Trial is a bluffed threat, not a hoped for event. Hopefully your adversary will be of sound mind and knows of reality with some possession of sense, and you settle. But even this process is painful and expensive as both sides may decide to play chicken to draw the most from the other.

Use the legal process with care and foreboding, and take great care to remain in control of the process.

I predict a plaintiffs verdict this week if they get the instructions early tomorrow. That quote about fire and brimstone is gold. And unlike a lot of other jurisdictions this one doesn’t have to be unanimous.

The jury will pick it’s foreperson and take a poll on liability. The bulk of their time will be spent on damages.

Or maybe this it’s just wishful thinking on my part that fire and brimstone rain down on these arrogant snotty thugs

What I don’t understand is why they defended the criminals.

    artichoke in reply to ConradCA. | June 6, 2019 at 12:29 am

    Because they want the same things as those criminals. As undergrads they were the same sort of jerks, and such people have been favored in academia in our lifetimes.

Defense attorney Panza said “Once it got going on the fast track down the rails, Meredith Raimondo made sure there were no one was one those tracks to be injured.”

Huh?

George_Kaplan | June 6, 2019 at 2:33 am

Oberlin College wanted to see fire and brimstone. Lets hope the jury gives it to them – a multi-million dollar fine!

The trend I am seeing and hoe will be crushed with this trial is how so many on the Left, in colleges, on social media, and elsewhere, do something that is completely wrong and then, when accused of malfeasance, claim it was not their fault for they were only observers to others who were really in charge.
>
It seems the one overarching defining characteristic of the Left in today’s world is how they take responsibility for nothing and point fingers at everyone esle for the crime they themselves commit. “It’s not my fault that I robbed and shot the man because society persecuted because I am a member of the Wothi clan of weather forecasters from Outer Slobovia. It was the nonstop questions about where I was from, my age, and why do I wear a funny hat that drove me over the edge. It’s society’s fault not mine.” Worse still is how so many others jump to their support by justifying their absurd excuses as though they were real.
>
I am so tired of hearing excuses always blaming others because people were supposedly not in control of their own actions. Perhaps trials like this one (assuming Gibson’s Bakery wins) will start to turn the tide, but, then again, there are always the Leftist judges who support these absurd arguments so who knows. (Also, have you noticed how only avowed Leftists are justified in these excuses and anyone not in the club who tries these excuses are shot down immediately?)
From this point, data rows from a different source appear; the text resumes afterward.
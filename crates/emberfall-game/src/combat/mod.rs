//! Combat system module
//!
//! Provides items, the inventory container, starter gear, and the damage rule.

pub mod damage;
pub mod inventory;
pub mod item;
pub mod starter_items;

pub use damage::calculate_damage;
pub use inventory::Inventory;
pub use item::{Item, ItemCategory, ItemEffect, ItemKind};
pub use starter_items::starter_items;
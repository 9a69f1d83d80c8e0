//! Game session: one character, one event log, many fights

use std::fmt;
use std::path::Path;

use emberfall_core::EventSink;

use crate::combat::item::Item;
use crate::error::{GameError, LoadError, SaveError};
use crate::input::PlayerInput;
use crate::npc::{Creature, CreatureKind};
use crate::persistence;
use crate::player::{Character, CharacterStats, CharacterStatus};

use super::combat::{CombatSession, Outcome};

/// Printable listing of the character's inventory
#[derive(Debug, Clone, PartialEq, Eq)]
pub struct InventoryView {
    pub items: Vec<Item>,
}

impl fmt::Display for InventoryView {
    fn fmt(&self, f: &mut fmt::Formatter<'_>) -> fmt::Result {
        if self.items.is_empty() {
            return write!(f, "Inventory is empty");
        }
        write!(f, "Inventory:")?;
        for item in &self.items {
            write!(f, "\n- {}", item)?;
        }
        Ok(())
    }
}

/// A running game.
///
/// Once the character is defeated the session is over and refuses any
/// further fights, saves, or loads.
pub struct GameSession<L: EventSink> {
    character: Character,
    log: L,
    over: bool,
}

impl<L: EventSink> GameSession<L> {
    /// Start a game with a fresh character
    pub fn new(name: impl Into<String>, stats: CharacterStats, log: L) -> Self {
        Self::with_character(Character::new(name, stats), log)
    }

    /// Start a game around an existing character
    pub fn with_character(character: Character, mut log: L) -> Self {
        log.record_event(&format!("Game started. Character: {}", character.name()));
        tracing::info!("Game started for '{}'", character.name());
        Self {
            character,
            log,
            over: false,
        }
    }

    pub fn character(&self) -> &Character {
        &self.character
    }

    pub fn is_over(&self) -> bool {
        self.over
    }

    pub fn log(&self) -> &L {
        &self.log
    }

    /// Fight a freshly spawned creature of `kind` until one side falls
    pub fn start_combat<I>(&mut self, kind: CreatureKind, input: &mut I) -> Result<Outcome, GameError>
    where
        I: PlayerInput + ?Sized,
    {
        if self.over {
            return Err(GameError::SessionOver);
        }

        let mut creature = Creature::spawn(kind);
        self.log.record_event(&format!(
            "Battle between {} and {}",
            self.character.name(),
            creature.name
        ));

        let result = CombatSession::new(&mut self.character, &mut creature).run(input, &mut self.log);
        let outcome = match result {
            Ok(outcome) => outcome,
            Err(err) => {
                self.log.record_event(&format!("Battle interrupted: {}", err));
                return Err(err);
            }
        };

        match outcome {
            Outcome::Victory { experience, .. } => self.log.record_event(&format!(
                "{} defeats {} and gains {} experience",
                self.character.name(),
                creature.name,
                experience
            )),
            Outcome::Defeat => {
                self.over = true;
                self.log.record_event(&format!(
                    "Battle over: {} has been defeated",
                    self.character.name()
                ));
            }
            Outcome::Continue => {}
        }
        Ok(outcome)
    }

    /// Write the character and its inventory to `path`
    pub fn save(&mut self, path: &Path) -> Result<(), SaveError> {
        if self.over {
            return Err(SaveError::SessionOver);
        }
        match persistence::save_character(&self.character, path) {
            Ok(()) => {
                self.log.record_event("Game saved");
                Ok(())
            }
            Err(err) => {
                self.log.record_event(&format!("Save failed: {}", err));
                Err(err)
            }
        }
    }

    /// Replace the character with the one saved at `path`.
    ///
    /// On failure the current character is kept as it was.
    pub fn load(&mut self, path: &Path) -> Result<(), LoadError> {
        if self.over {
            return Err(LoadError::SessionOver);
        }
        match persistence::load_character(path) {
            Ok(character) => {
                self.character = character;
                self.log.record_event("Game loaded");
                Ok(())
            }
            Err(err) => {
                self.log.record_event(&format!("Load failed: {}", err));
                Err(err)
            }
        }
    }

    pub fn status(&self) -> CharacterStatus {
        self.character.status()
    }

    pub fn inventory_view(&self) -> InventoryView {
        InventoryView {
            items: self.character.inventory().iter().cloned().collect(),
        }
    }

    /// Give the character an item
    pub fn add_item(&mut self, item: Item) {
        self.character.add_item(item);
    }
}
#[cfg(test)]
mod tests {
    use super::*;
    use crate::combat::item::Item;
    use crate::input::ScriptedInput;
    use crate::npc::CreatureKind;
    use crate::player::CharacterStats;
    use emberfall_core::MemoryEventLog;

    fn hero() -> Character {
        Character::new("Aria", CharacterStats::new(100, 10, 5))
    }

    #[test]
    fn test_finishing_blow_awards_experience() {
        let mut character = Character::new("Aria", CharacterStats::new(100, 11, 5));
        let mut creature = Creature::new(CreatureKind::ForestGoblin, "Goblin", 8, 8, 3);
        let mut combat = CombatSession::new(&mut character, &mut creature);

        let turn = combat.player_turn(PlayerAction::Attack).unwrap();
        assert_eq!(
            turn.outcome,
            Outcome::Victory {
                experience: 40,
                new_level: None
            }
        );
        assert_eq!(combat.state(), CombatState::Victory { experience: 40 });
        assert!(turn.events.contains(&CombatEvent::Victory { experience: 40 }));
        assert_eq!(character.experience(), 40);
    }

    #[test]
    fn test_victory_can_level_up() {
        let mut character = hero();
        character.gain_experience(90);
        let mut creature = Creature::new(CreatureKind::ForestGoblin, "Goblin", 5, 8, 3);
        let mut combat = CombatSession::new(&mut character, &mut creature);

        let turn = combat.player_turn(PlayerAction::Attack).unwrap();
        assert_eq!(
            turn.outcome,
            Outcome::Victory {
                experience: 40,
                new_level: Some(2)
            }
        );
        assert!(turn.events.contains(&CombatEvent::LevelUp { level: 2 }));
        assert_eq!(character.experience(), 30);
    }

    #[test]
    fn test_turns_alternate() {
        let mut character = hero();
        let mut creature = Creature::spawn(CreatureKind::ForestGoblin);
        let mut combat = CombatSession::new(&mut character, &mut creature);

        assert!(matches!(
            combat.enemy_turn(),
            Err(GameError::OutOfTurn {
                expected: "enemy turn",
                ..
            })
        ));

        let turn = combat.player_turn(PlayerAction::Attack).unwrap();
        assert_eq!(turn.outcome, Outcome::Continue);
        assert_eq!(combat.state(), CombatState::EnemyTurn);
        assert!(matches!(
            combat.player_turn(PlayerAction::Attack),
            Err(GameError::OutOfTurn { .. })
        ));

        let turn = combat.enemy_turn().unwrap();
        assert_eq!(
            turn.events,
            vec![CombatEvent::CreatureAttacked {
                creature: "Forest Goblin".to_string(),
                announcement: "swings its club",
                damage: 3,
            }]
        );
        assert_eq!(combat.state(), CombatState::PlayerTurn);
        assert_eq!(combat.character().current_health(), 97);
        assert_eq!(combat.creature().hit_points, 23);
    }

    #[test]
    fn test_failed_item_keeps_player_turn() {
        let mut character = hero();
        let mut creature = Creature::spawn(CreatureKind::ForestGoblin);
        let mut combat = CombatSession::new(&mut character, &mut creature);

        let err = combat
            .player_turn(PlayerAction::UseItem("Elixir".to_string()))
            .unwrap_err();
        assert!(matches!(err, GameError::NotFound(_)));
        assert_eq!(combat.state(), CombatState::PlayerTurn);
    }

    #[test]
    fn test_item_use_consumes_turn() {
        let mut character = hero();
        character.add_item(Item::consumable("Healing Potion", "Restores health", 30));
        let mut creature = Creature::spawn(CreatureKind::ForestGoblin);
        let mut combat = CombatSession::new(&mut character, &mut creature);

        let turn = combat
            .player_turn(PlayerAction::UseItem("Healing Potion".to_string()))
            .unwrap();
        assert_eq!(turn.outcome, Outcome::Continue);
        assert_eq!(combat.state(), CombatState::EnemyTurn);
    }

    #[test]
    fn test_defeat_ends_combat() {
        let mut character = hero();
        character.receive_damage(95).unwrap();
        let mut creature = Creature::spawn(CreatureKind::AncientDragon);
        let mut combat = CombatSession::new(&mut character, &mut creature);

        combat.player_turn(PlayerAction::Attack).unwrap();
        let turn = combat.enemy_turn().unwrap();
        assert_eq!(turn.outcome, Outcome::Defeat);
        assert_eq!(
            turn.events.last(),
            Some(&CombatEvent::Defeat {
                name: "Aria".to_string()
            })
        );
        assert_eq!(turn.events[0].to_string(), "Ancient Dragon breathes fire for 5 damage");

        assert!(matches!(combat.enemy_turn(), Err(GameError::CombatOver)));
        assert!(matches!(
            combat.player_turn(PlayerAction::Attack),
            Err(GameError::CombatOver)
        ));
    }

    #[test]
    fn test_run_to_victory() {
        let mut character = hero();
        let mut creature = Creature::spawn(CreatureKind::ForestGoblin);
        let mut input = ScriptedInput::attacks(10);
        let mut log = MemoryEventLog::new();

        let outcome = CombatSession::new(&mut character, &mut creature)
            .run(&mut input, &mut log)
            .unwrap();

        assert_eq!(
            outcome,
            Outcome::Victory {
                experience: 40,
                new_level: None
            }
        );
        // 7 damage per hit against 30 hp takes five swings
        assert_eq!(input.remaining(), 5);
        assert_eq!(character.current_health(), 88);
        assert!(log.contains("Victory! Gained 40 experience"));
    }

    #[test]
    fn test_run_reprompts_after_missing_item() {
        let mut character = hero();
        let mut creature = Creature::new(CreatureKind::ForestGoblin, "Goblin", 7, 8, 3);
        let mut input = ScriptedInput::new([
            PlayerAction::UseItem("Elixir".to_string()),
            PlayerAction::Attack,
        ]);
        let mut log = MemoryEventLog::new();

        let outcome = CombatSession::new(&mut character, &mut creature)
            .run(&mut input, &mut log)
            .unwrap();

        assert!(matches!(outcome, Outcome::Victory { .. }));
        assert_eq!(
            input.events()[0],
            CombatEvent::ActionFailed {
                reason: "You don't have Elixir".to_string()
            }
        );
    }

    #[test]
    fn test_run_to_defeat() {
        let mut character = Character::new("Aria", CharacterStats::new(30, 10, 5));
        let mut creature = Creature::spawn(CreatureKind::AncientDragon);
        let mut input = ScriptedInput::attacks(10);
        let mut log = MemoryEventLog::new();

        let outcome = CombatSession::new(&mut character, &mut creature)
            .run(&mut input, &mut log)
            .unwrap();

        assert_eq!(outcome, Outcome::Defeat);
        assert!(!character.is_alive());
        assert!(log.contains("Aria has been defeated"));
    }

    #[test]
    fn test_run_without_input() {
        let mut character = hero();
        let mut creature = Creature::spawn(CreatureKind::UndeadWarrior);
        let mut input = ScriptedInput::attacks(1);
        let mut log = MemoryEventLog::new();

        let result = CombatSession::new(&mut character, &mut creature).run(&mut input, &mut log);
        assert!(matches!(result, Err(GameError::InputClosed)));
    }
}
smalltownoklahoman | June 6, 2019 at 7:23 am

Those emails at the end: classic mistake of this era. In this day and age you have to assume that any communications you do over the internet relevant to a case you may be involved in can and most likely will be acquired by opposing legal teams and used against you in court. Those emails could very well be what turns this case against the college.

    Not just those emails, but the lack of any responding emails that repudiate such sentiments.

    There is no doubt that Raimondo’s failed attempt at humor as in “unleash the students” will be a quote remembered longer than her name. Hopefully, she will bear the bear the ignomy of writing something memorable while she herself isn’t.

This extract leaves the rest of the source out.